Under the current provisions of the law group loss relief is only allowed between Cyprus tax resident companies. As from January 1 2015 onwards group relief provisions were amended to align Cyprus tax laws with a European Court of Justice’s decision in the Marks & Spencer case, thereby allowing cross-border group relief in the case of losses of an EU subsidiary that has exhausted all other possibilities to use the said losses in its country of tax residence.
In case of surrendering tax losses as noted above, taxable losses must be calculated on the basis of the Cypriot tax laws.
These provisions have also been amended to allow the interposition of EU member state companies, companies whereby a DTT has been concluded or companies in states that have signed the OECD multilateral convention for exchange of information for considering two companies being members of the same group.
Anti-avoidance provisions regarding re-organizations
A certain number of anti-avoidance provisions have been introduced which give the right to the Cyprus tax office not to accept tax free reorganizations if the Commissioner is not satisfied that there are real commercial or financial reasons for such reorganizations and the main purpose is the avoidance or deferral of tax.
Increased capital allowances
The existing provisions on increased annual allowances for new expenditure incurred in the years 2012, 2013 and 2014 for plant and machinery and new industrial buildings and hotels will be extended to years 2015-2016. Therefore, the annual allowances provided for tax years 2015-2016 will continue to be at the rate of 20% (instead of 10%) on plant and machinery and 7% (instead of 4%) for industrial and hotel buildings acquired during the years 2015 and 2016 as well.
Fees for issuing certificates/rulings
The Council of Ministers may issue administrative orders to introduce fees on the issuing of a Tax Residency Certificates and for the issuance of tax rulings.
Amendments to the personal tax system
Moreover, the exemption will be available for any year in which the taxpayer’s emoluments exceed €100.000, regardless of the fact that at any given tax year its emoluments may fall below the €100.000 threshold, provided that at the time the employment in Cyprus commenced, such emoluments exceeded €100.000.

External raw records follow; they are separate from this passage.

//! Pipeline definition and execution.
//!
//! This module provides:
//! - Stage and pipeline specifications
//! - A fluent pipeline builder with validation
//! - The sequential executor with typed failure policy

mod builder;
mod executor;
mod spec;

pub use builder::PipelineBuilder;
pub use executor::Executor;
pub use spec::{PipelineSpec, PostActions, Stage};
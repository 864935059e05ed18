use crate::consent::ConsentError;
use axum::response::IntoResponse;
use axum::Json;
use http::StatusCode;
use log::error;
use serde_json::json;

/// Message for every consent lookup or update the store could not serve
pub(crate) const NOT_FOUND: &str = "Not found";

#[derive(Debug, Clone)]
pub struct ApiError {
    pub error: String,
    pub status_code: StatusCode,
}

impl ApiError {
    /// Create a new ApiError with an error message and status code
    pub fn new<S: ToString>(error: S, status_code: StatusCode) -> Self {
        Self {
            error: error.to_string(),
            status_code,
        }
    }

    /// Create new Internal Server Error (500) with an error message
    pub fn internal<S: ToString>(error: S) -> Self {
        Self::new(error, StatusCode::INTERNAL_SERVER_ERROR)
    }

    /// Create new Bad Request Error (400) with an error message
    pub fn bad_request<S: ToString>(error: S) -> Self {
        Self::new(error, StatusCode::BAD_REQUEST)
    }

    /// Create new Not Found Error (404) with an error message
    pub fn not_found<S: ToString>(error: S) -> Self {
        Self::new(error, StatusCode::NOT_FOUND)
    }

    /// Create new Forbidden Error (403) with an error message
    pub fn forbidden<S: ToString>(error: S) -> Self {
        Self::new(error, StatusCode::FORBIDDEN)
    }
}

impl From<ConsentError> for ApiError {
    fn from(err: ConsentError) -> Self {
        match err {
            ConsentError::MissingRequiredField(field) => ApiError::bad_request(format!(
                "Missing required field: {}",
                field.body_name()
            )),
            ConsentError::EmptyRequestNotAllowed => {
                ApiError::bad_request("At least one scope must be granted or revoked")
            }
            ConsentError::Store(e) => {
                // store failures are not leaked to the caller
                error!("Consent store error: {}", e);
                ApiError::not_found(NOT_FOUND)
            }
        }
    }
}

impl IntoResponse for ApiError {
    fn into_response(self) -> axum::response::Response {
        let status_code = self.status_code;
        let body = json!({
            "error": self.error,
        });
        (status_code, Json(body)).into_response()
    }
}

#[cfg(test)]
mod tests {
    use super::*;
    use crate::consent::Field;
    use crate::store::StoreError;

    #[test]
    fn test_store_error_maps_to_not_found() {
        let err = ApiError::from(ConsentError::Store(StoreError::Redis(
            "connection refused".to_string(),
        )));
        assert_eq!(err.status_code, StatusCode::NOT_FOUND);
        assert_eq!(err.error, "Not found");
    }

    #[test]
    fn test_validation_errors_map_to_bad_request() {
        let err = ApiError::from(ConsentError::MissingRequiredField(Field::Identity));
        assert_eq!(err.status_code, StatusCode::BAD_REQUEST);
        assert!(err.error.contains("sub"));

        let err = ApiError::from(ConsentError::EmptyRequestNotAllowed);
        assert_eq!(err.status_code, StatusCode::BAD_REQUEST);
    }
}
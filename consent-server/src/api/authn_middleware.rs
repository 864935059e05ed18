use crate::api::request_id::RequestId;
use crate::auth::{AuthError, RequestContext};
use crate::state::AppState;
use axum::{
    body::Body,
    extract::State,
    http::{header::AUTHORIZATION, Request},
    middleware::Next,
    response::Response,
};
use log::warn;
use uuid::Uuid;

/// Bearer token authentication middleware.
///
/// On success the request continues with a [`RequestContext`] in its
/// extensions; otherwise it is answered with 401.
pub async fn authentication_middleware(
    State(state): State<AppState>,
    mut req: Request<Body>,
    next: Next,
) -> Result<Response, AuthError> {
    let request_id = req
        .extensions()
        .get::<RequestId>()
        .map(|id| id.0.clone())
        .unwrap_or_else(|| Uuid::new_v4().to_string());

    // a header that is not valid UTF-8 counts as absent
    let raw_header = req
        .headers()
        .get(AUTHORIZATION)
        .and_then(|value| value.to_str().ok());

    let credential = state
        .authenticator
        .authenticate(&request_id, raw_header)
        .inspect_err(|e| {
            warn!(
                "[{}] Rejected request to {} {}: {:?}",
                request_id,
                req.method(),
                req.uri().path(),
                e
            )
        })?;

    req.extensions_mut().insert(RequestContext {
        request_id,
        credential,
    });
    Ok(next.run(req).await)
}
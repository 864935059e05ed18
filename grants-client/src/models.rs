use crate::error::ErrorResponse;
use serde::{Deserialize, Serialize};

/// A scope granted to an identity, published by another identity
#[derive(Debug, Clone, PartialEq, Eq, Serialize, Deserialize)]
pub struct Grant {
    #[serde(rename = "identity_id")]
    pub identity: String,
    pub scope: String,
    #[serde(rename = "publisher_id")]
    pub publisher: String,
}

#[derive(Debug, Clone, PartialEq, Eq, Serialize, Deserialize)]
pub struct CreateGrantsRequest {
    #[serde(rename = "identity_id")]
    pub identity: String,
    pub scope: String,
    #[serde(rename = "publisher_id")]
    pub publisher: String,
}

/// Filter for reading grants; only the identity is mandatory
#[derive(Debug, Clone, Default, PartialEq, Eq, Serialize, Deserialize)]
pub struct ReadGrantsRequest {
    #[serde(rename = "identity_id", default, skip_serializing_if = "String::is_empty")]
    pub identity: String,
    #[serde(default, skip_serializing_if = "Option::is_none")]
    pub scope: Option<String>,
    #[serde(rename = "publisher_id", default, skip_serializing_if = "Option::is_none")]
    pub publisher: Option<String>,
}

#[derive(Debug, Clone, PartialEq, Eq, Serialize, Deserialize)]
pub struct DeleteGrantsRequest {
    #[serde(rename = "identity_id")]
    pub identity: String,
    pub scope: String,
    #[serde(rename = "publisher_id")]
    pub publisher: String,
}

pub type CreateGrantsResponse = Grant;
pub type ReadGrantsResponse = Vec<Grant>;

#[derive(Debug, Clone, Default, PartialEq, Eq, Serialize, Deserialize)]
pub struct DeleteGrantsResponse {}

/// Result for one request of a batch, in request order
#[derive(Debug, Clone, PartialEq, Eq, Serialize, Deserialize)]
#[serde(bound(deserialize = "T: Deserialize<'de>"))]
pub struct BulkResponse<T> {
    pub index: usize,
    pub status: u16,
    #[serde(default, skip_serializing_if = "Option::is_none")]
    pub ok: Option<T>,
    #[serde(default, skip_serializing_if = "Vec::is_empty")]
    pub errors: Vec<ErrorResponse>,
}

impl<T> BulkResponse<T> {
    pub fn is_ok(&self) -> bool {
        self.errors.is_empty() && (200..300).contains(&self.status)
    }
}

It should be noted that it will no longer be possible for an individual to benefit under both exemptions simultaneously ie the 20% exemption and the 50% exemption.
Capital Gains Tax
Capital gains from sale of shares in property companies
The existing provisions are extended to apply Capital Gains Tax on the sale of shares of companies that indirectly hold Cyprus situated immovable property and whose at least 50% of their value derives from the market value of immovable property situated in Cyprus.
The new provisions will be entered into force as of the date of their publication in the Official Gazette.